IMSA+A is an extension of Arron-IMSA program for metagenomic taxonomic classificiation using RNAseq reads.
IMSA+A should be installed into it's own directory, independent of IMSA. See Detailed Directions.
- We have learned through our own efforts that there are many identical DNA sequences between HG38 (human genome) and many Microbial genomes. Ultimately, matching contigs can not be verified as either human or microorganim, as they are in both genomes. If you have such experiences, please contact me. Your experience may help towards a resolution.

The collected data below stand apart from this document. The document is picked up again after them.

impl<S: KeyValueStore> MissionTracker<S> {
    /// Loads the tracker from whatever snapshot the store holds.
    pub fn load(store: S, settings: TrackerSettings) -> Result<Self> {
        let snapshot = storage::load_snapshot(&store)?;
        if snapshot.is_on_site != snapshot.current_site.is_some() {
            log::warn!(
                "snapshot on-site flag disagrees with current site; trusting the site record"
            );
        }
        Ok(Self {
            store,
            settings,
            current_mission: snapshot.current_mission,
            current_activity: snapshot.current_activity,
            patrol_stops: snapshot.patrol_stops,
            current_site: snapshot.current_site,
            incident_reports: snapshot.incident_reports,
            mission_logs: snapshot.mission_logs,
            current_mission_type: snapshot.current_mission_type,
        })
    }

    // ── Lifecycle ──

    /// Starts a new mission. Fails if one is already active.
    pub fn start_mission(&mut self, plan: MissionPlan, now: Timestamp) -> Result<Activity> {
        if self.current_mission.is_some() {
            return Err(TrackerError::InvalidState("a mission is already active"));
        }

        let planned_stops = match plan.kind {
            MissionKind::Patrol => plan
                .stops
                .into_iter()
                .map(|s| s.trim().to_string())
                .filter(|s| !s.is_empty())
                .collect(),
            MissionKind::SiteVisit | MissionKind::Escort => Vec::new(),
        };

        let mission = Mission {
            id: Uuid::now_v7(),
            kind: plan.kind,
            name: plan.name,
            officer: self.settings.officer.clone(),
            planned_start: plan.planned_start,
            planned_end: plan.planned_end,
            started_at: now,
            details: plan.details,
            planned_stops,
            status: MissionStatus::Active,
            early_end: None,
            report: None,
        };
        log::info!("starting {} mission {} ({})", mission.kind, mission.name, mission.id);

        let description = format!("Mission started: {}", mission.name);
        self.current_mission_type = Some(mission.kind);
        self.current_mission = Some(mission);
        let activity = self.record(ActivityKind::MissionStart, description, now);
        self.persist()?;
        Ok(activity)
    }

    /// Time left until the active mission's planned end, if one is active.
    pub fn time_remaining(&self, now: Timestamp) -> Option<SignedDuration> {
        self.current_mission
            .as_ref()
            .map(|m| m.planned_end.duration_since(now))
    }

    /// Whether ending the active mission at `now` needs a justification first.
    ///
    /// False when no mission is active or one has already been given.
    pub fn requires_early_end_justification(&self, now: Timestamp) -> bool {
        let Some(mission) = &self.current_mission else {
            return false;
        };
        let grace =
            SignedDuration::from_secs(self.settings.early_end_grace_minutes.saturating_mul(60));
        mission.early_end.is_none() && mission.planned_end.duration_since(now) > grace
    }

    /// Attaches an early-end justification to the active mission.
    ///
    /// The first half of ending a mission ahead of schedule. Fails when a
    /// justification is already attached or ending at `now` needs none.
    pub fn justify_early_end(&mut self, early_end: EarlyEnd, now: Timestamp) -> Result<Activity> {
        let Some(mission) = &self.current_mission else {
            return Err(TrackerError::InvalidState("no active mission"));
        };
        if mission.early_end.is_some() {
            return Err(TrackerError::InvalidState("early end already justified"));
        }
        if !self.requires_early_end_justification(now) {
            return Err(TrackerError::InvalidState("mission is not ending early"));
        }
        let Some(mission) = self.current_mission.as_mut() else {
            return Err(TrackerError::InvalidState("no active mission"));
        };

        let description = format!("Mission ended early: {}", early_end.reason);
        mission.early_end = Some(early_end);
        let activity = self.record(ActivityKind::EarlyEnd, description, now);
        self.persist()?;
        Ok(activity)
    }

    /// Completes the active mission with its final report and archives it.
    ///
    /// Fails with [`TrackerError::EarlyEndRequired`] when the planned end is
    /// further away than the grace period and no justification was given.
    pub fn end_mission(&mut self, report: ReportInput, now: Timestamp) -> Result<MissionRecord> {
        if self.current_mission.is_none() {
            return Err(TrackerError::InvalidState("no active mission"));
        }
        if self.requires_early_end_justification(now) {
            let minutes_remaining = self.time_remaining(now).map_or(0, |d| d.as_secs() / 60);
            return Err(TrackerError::EarlyEndRequired { minutes_remaining });
        }

        // A site left open at completion is closed at the end time.
        if let Some(mut site) = self.current_site.take() {
            site.departed_at = Some(now);
            let description = format!("Left site: {}", site.location);
            self.patrol_stops.push(site);
            self.record(ActivityKind::SiteDeparture, description, now);
        }
        self.record(ActivityKind::MissionEnd, "Mission completed", now);

        let Some(mut mission) = self.current_mission.take() else {
            return Err(TrackerError::InvalidState("no active mission"));
        };
        mission.status = MissionStatus::Completed { completed_at: now };
        mission.report = Some(report.submit(now));

        let record = MissionRecord {
            mission,
            patrol_stops: mem::take(&mut self.patrol_stops),
            incident_reports: mem::take(&mut self.incident_reports),
            activities: mem::take(&mut self.current_activity),
        };
        log::info!(
            "completed mission {} ({} stops, {} incidents)",
            record.mission.name,
            record.patrol_stops.len(),
            record.incident_reports.len()
        );
        self.mission_logs.push(record.clone());
        self.persist()?;
        Ok(record)
    }

    // ── Site visits ──

    /// Opens a site visit. Fails without an active mission or when already on-site.
    pub fn go_on_site(&mut self, arrival: SiteArrival) -> Result<Activity> {
        if self.current_mission.is_none() {
            return Err(TrackerError::InvalidState("no active mission"));
        }
        if self.current_site.is_some() {
            return Err(TrackerError::InvalidState("already on-site"));
        }

        log::info!("arrived on-site at {}", arrival.location);
        let description = format!("Arrived on-site: {}", arrival.location);
        let at = arrival.arrived_at;
        self.current_site = Some(SiteVisit {
            location: arrival.location,
            details: arrival.details,
            arrived_at: arrival.arrived_at,
            departed_at: None,
            activities: Vec::new(),
        });
        let activity = self.record(ActivityKind::SiteArrival, description, at);
        self.persist()?;
        Ok(activity)
    }

    /// Closes the open site visit and appends it to the patrol stops.
    pub fn leave_site(&mut self, now: Timestamp) -> Result<Activity> {
        let mut site = self
            .current_site
            .take()
            .ok_or(TrackerError::InvalidState("not on-site"))?;

        log::info!("left site {}", site.location);
        site.departed_at = Some(now);
        let description = format!("Left site: {}", site.location);
        self.patrol_stops.push(site);
        let activity = self.record(ActivityKind::SiteDeparture, description, now);
        self.persist()?;
        Ok(activity)
    }

    // ── Incidents and reports ──

    /// Files an incident. Always permitted.
    ///
    /// When on-site, a copy is also nested into the open site visit.
    pub fn file_incident(&mut self, input: IncidentInput, now: Timestamp) -> Result<IncidentReport> {
        let incident = IncidentReport {
            id: Uuid::now_v7(),
            occurred_at: input.occurred_at,
            location: input.location,
            category: input.category,
            description: input.description,
            action_taken: input.action_taken,
            reported_by: self.settings.officer.clone(),
            reported_at: now,
        };
        log::info!("incident filed: {} at {}", incident.category, incident.location);

        self.incident_reports.push(incident.clone());
        if let Some(site) = &mut self.current_site {
            site.activities.push(SiteActivity::Incident(incident.clone()));
        }
        let description = format!(
            "Incident reported: {} at {}",
            incident.category, incident.location
        );
        self.record(ActivityKind::Incident, description, now);
        self.persist()?;
        Ok(incident)
    }

    /// Attaches an interim report to the active mission, replacing any earlier one.
    pub fn save_interim_report(&mut self, report: ReportInput, now: Timestamp) -> Result<Activity> {
        let mission = self
            .current_mission
            .as_mut()
            .ok_or(TrackerError::InvalidState("no active mission"))?;

        mission.report = Some(report.submit(now));
        let activity = self.record(ActivityKind::Report, "Mission report updated", now);
        self.persist()?;
        Ok(activity)
    }

    /// Submits a report: the final one when `ending`, otherwise an interim save.
    pub fn submit_report(
        &mut self,
        report: ReportInput,
        ending: bool,
        now: Timestamp,
    ) -> Result<ReportOutcome> {
        if ending {
            self.end_mission(report, now).map(ReportOutcome::Completed)
        } else {
            self.save_interim_report(report, now).map(ReportOutcome::Saved)
        }
    }

    // ── Views ──

    pub fn current_mission(&self) -> Option<&Mission> {
        self.current_mission.as_ref()
    }

    pub fn current_site(&self) -> Option<&SiteVisit> {
        self.current_site.as_ref()
    }

    pub fn is_on_site(&self) -> bool {
        self.current_site.is_some()
    }

    pub fn activities(&self) -> &[Activity] {
        &self.current_activity
    }

    pub fn patrol_stops(&self) -> &[SiteVisit] {
        &self.patrol_stops
    }

    pub fn incident_reports(&self) -> &[IncidentReport] {
        &self.incident_reports
    }

    pub fn mission_logs(&self) -> &[MissionRecord] {
        &self.mission_logs
    }

    pub fn current_mission_type(&self) -> Option<MissionKind> {
        self.current_mission_type
    }

    /// One-line status, as shown on the dashboard indicator.
    pub fn status_label(&self) -> &'static str {
        match (&self.current_mission, self.is_on_site()) {
            (None, _) => "No Active Mission",
            (Some(_), false) => "Mission Active",
            (Some(_), true) => "On-Site",
        }
    }

    /// The live mission with its trail, ready for rendering.
    ///
    /// Patrol stops are only shown while the mission is a patrol.
    pub fn live_view(&self) -> Option<MissionView<'_>> {
        self.current_mission.as_ref().map(|mission| MissionView {
            mission,
            patrol_stops: match mission.kind {
                MissionKind::Patrol => &self.patrol_stops,
                MissionKind::SiteVisit | MissionKind::Escort => &[],
            },
            incidents: &self.incident_reports,
            activities: &self.current_activity,
        })
    }

    /// The tracker's whole state, as it is persisted.
    pub fn snapshot(&self) -> Snapshot {
        Snapshot {
            current_mission: self.current_mission.clone(),
            current_activity: self.current_activity.clone(),
            patrol_stops: self.patrol_stops.clone(),
            is_on_site: self.is_on_site(),
            current_site: self.current_site.clone(),
            incident_reports: self.incident_reports.clone(),
            mission_logs: self.mission_logs.clone(),
            current_mission_type: self.current_mission_type,
        }
    }

    /// Gives back the store, consuming the tracker.
    pub fn into_store(self) -> S {
        self.store
    }

    fn record(
        &mut self,
        kind: ActivityKind,
        description: impl Into<String>,
        at: Timestamp,
    ) -> Activity {
        let activity = Activity::new(kind, description, at);
        self.current_activity.push(activity.clone());
        activity
    }

    fn persist(&mut self) -> Result<()> {
        let snapshot = self.snapshot();
        storage::save_snapshot(&mut self.store, &snapshot)?;
        Ok(())
    }
}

- Expanded tips and tricks in directions
- Include example results to validate pipeline
- We found a bug in IMSA paired end processing. We are working to correct and will release soon.
- Fix released.
- Starting with DEC 2016 update, IMSA code is distributed with IMSA+A.
- Very minor updates for compatability are included; said changes are documented with comments.
- A new script "postprocesscount4acc.py" allows use of accession number data. New options in systemSettings.py, start with "ACC_" to point to a new accession version to taxon database.
https://www.ncbi.nlm.nih.gov/news/03-02-2016-phase-out-of-GI-numbers/ GI numbers are being phased out (09/2106). IMSA and IMSA+A counting scripts count using GI numbers. Any files downloaded here together will function, but updated NCBI databases after 09/2016 will not. The hand off to accession.version should be relatively painless and require very minor code changes. However, IMSA+A will need NCBI to release an accession.version database dump in the same way that they do a GI dump. Until then, IMSA+A is not future compatible.